Extracted entries:
=== Section Start ===
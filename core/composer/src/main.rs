use anyhow::{bail, Context, Result};
use clap::{Parser, Subcommand, ValueEnum};
use predictive_composer::{Engine, ListStyle, TemplateRenderer};
use predictive_ingestion::stores::ERROR_LOG;
use predictive_schemas::MergeMode;
use serde::Serialize;
use serde_json::json;
use std::path::{Path, PathBuf};
use tracing::{debug, info};
use tracing_appender::non_blocking::WorkerGuard;
use tracing_subscriber::{
    filter::LevelFilter, fmt, layer::SubscriberExt, util::SubscriberInitExt, EnvFilter, Layer,
};

#[derive(Parser, Debug)]
#[command(name = "predictive")]
#[command(version)]
#[command(about = "Tag suggestions learned from the tagsets you export")]
struct Args {
    /// Directory holding the data files (defaults to <Documents>/Predictive)
    #[arg(long, env = "PREDICTIVE_DATA_DIR", global = true)]
    data_dir: Option<PathBuf>,

    /// Print results as JSON
    #[arg(long, global = true)]
    json: bool,

    #[command(subcommand)]
    command: Command,
}

#[derive(Subcommand, Debug)]
enum Command {
    /// List suggestions for a tag
    Suggest {
        tag: String,

        /// Only show suggestions starting with this text
        #[arg(long)]
        prefix: Option<String>,

        #[arg(long, value_enum, default_value_t = Style::Standard)]
        style: Style,
    },
    /// Report whether a tag has any suggestions
    Check { tag: String },
    /// Accept a suggestion for a tag, reinforcing the association
    Accept { tag: String, suggestion: String },
    /// Remove a learned association
    Unrelate { tag: String, suggestion: String },
    /// Export a tagset and remember it
    Export {
        #[arg(required = true)]
        tags: Vec<String>,

        /// Export even when some tags are on the notify list
        #[arg(long)]
        force: bool,
    },
    /// Merge or replace a data file from another machine
    Import {
        file: PathBuf,

        /// Replace the existing file instead of merging into it
        #[arg(long)]
        replace: bool,
    },
    /// Show the current configuration
    Config,
}

#[derive(Debug, Clone, Copy, ValueEnum)]
enum Style {
    Short,
    Standard,
    Detailed,
}

impl From<Style> for ListStyle {
    fn from(style: Style) -> Self {
        match style {
            Style::Short => ListStyle::Short,
            Style::Standard => ListStyle::Standard,
            Style::Detailed => ListStyle::Detailed,
        }
    }
}

#[tokio::main]
async fn main() -> Result<()> {
    let args = Args::parse();

    let data_dir = args.data_dir.clone().unwrap_or_else(default_data_dir);
    std::fs::create_dir_all(&data_dir)
        .with_context(|| format!("failed to create {}", data_dir.display()))?;
    let _guard = init_tracing(&data_dir)?;

    info!("Predictive v{}", env!("CARGO_PKG_VERSION"));
    debug!("Data directory: {}", data_dir.display());

    let engine = Engine::open(&data_dir).await?;
    let result = run(&engine, args.command, args.json).await;
    engine.shutdown().await?;
    result
}

async fn run(engine: &Engine, command: Command, as_json: bool) -> Result<()> {
    let renderer = TemplateRenderer::new();

    match command {
        Command::Suggest { tag, prefix, style } => {
            let suggestions = engine.suggest(0, &tag, prefix.as_deref()).await;
            if as_json {
                print_json(&suggestions)?;
            } else {
                println!("{}", renderer.render_suggestions(style.into(), &tag, &suggestions));
            }
        }
        Command::Check { tag } => {
            let exists = engine.has_suggestions(&tag).await;
            if as_json {
                print_json(&json!({ "tag": tag, "has_suggestions": exists }))?;
            } else if exists {
                println!("Suggestions available for '{}'.", tag);
            } else {
                println!("No suggestions for '{}'.", tag);
            }
        }
        Command::Accept { tag, suggestion } => {
            let score = engine.accept(&tag, &suggestion).await?;
            if as_json {
                print_json(&json!({ "tag": tag, "suggestion": suggestion, "score": score }))?;
            } else {
                println!("Learned {} -> {} (score {}).", tag, suggestion, score);
            }
        }
        Command::Unrelate { tag, suggestion } => {
            let removed = engine.unrelate(&tag, &suggestion).await?;
            if as_json {
                print_json(&json!({ "tag": tag, "suggestion": suggestion, "removed": removed }))?;
            } else if removed {
                println!("Unrelated {} and {}.", tag, suggestion);
            } else {
                println!("{} and {} were not related.", tag, suggestion);
            }
        }
        Command::Export { tags, force } => {
            let preview = engine.preview_export(&tags).await?;
            if !preview.flagged.is_empty() && !force {
                bail!(
                    "notify-listed tags in export: {} (use --force to export anyway)",
                    preview.flagged.join(", ")
                );
            }

            let report = engine.export(tags).await?;
            if as_json {
                print_json(&report)?;
            } else {
                println!("{}", renderer.render_export(&report));
            }
        }
        Command::Import { file, replace } => {
            let mode = if replace {
                MergeMode::Replace
            } else {
                MergeMode::Merge
            };
            let report = engine.import(file, mode).await?;
            if as_json {
                print_json(&json!({ "report": report, "status": report.status_message() }))?;
            } else {
                println!("{}", report.status_message());
            }
        }
        Command::Config => {
            let config = engine.config().await;
            if as_json {
                print_json(&config)?;
            } else {
                println!("{}", renderer.render_config(&config));
            }
        }
    }

    Ok(())
}

fn print_json<T: Serialize>(value: &T) -> Result<()> {
    println!("{}", serde_json::to_string_pretty(value)?);
    Ok(())
}

fn default_data_dir() -> PathBuf {
    dirs::document_dir()
        .map(|docs| docs.join("Predictive"))
        .or_else(|| std::env::current_dir().ok())
        .unwrap_or_else(|| PathBuf::from("."))
}

/// Console output on stderr plus warnings and errors appended to `<data-dir>/error.log`
fn init_tracing(data_dir: &Path) -> Result<WorkerGuard> {
    let file_appender = tracing_appender::rolling::never(data_dir, ERROR_LOG);
    let (file_writer, guard) = tracing_appender::non_blocking(file_appender);

    let console_filter =
        EnvFilter::try_from_default_env().unwrap_or_else(|_| EnvFilter::new("warn"));

    tracing_subscriber::registry()
        .with(
            fmt::layer()
                .with_target(false)
                .with_writer(std::io::stderr)
                .with_filter(console_filter),
        )
        .with(
            fmt::layer()
                .with_ansi(false)
                .with_writer(file_writer)
                .with_filter(LevelFilter::WARN),
        )
        .try_init()
        .context("failed to initialize logging")?;

    Ok(guard)
}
=== Section End ===
What you should do: In the listing above, which lines include the string "stderr"? Return every one of them.

Solution to this task:
/// Console output on stderr plus warnings and errors appended to `<data-dir>/error.log`
                .with_writer(std::io::stderr)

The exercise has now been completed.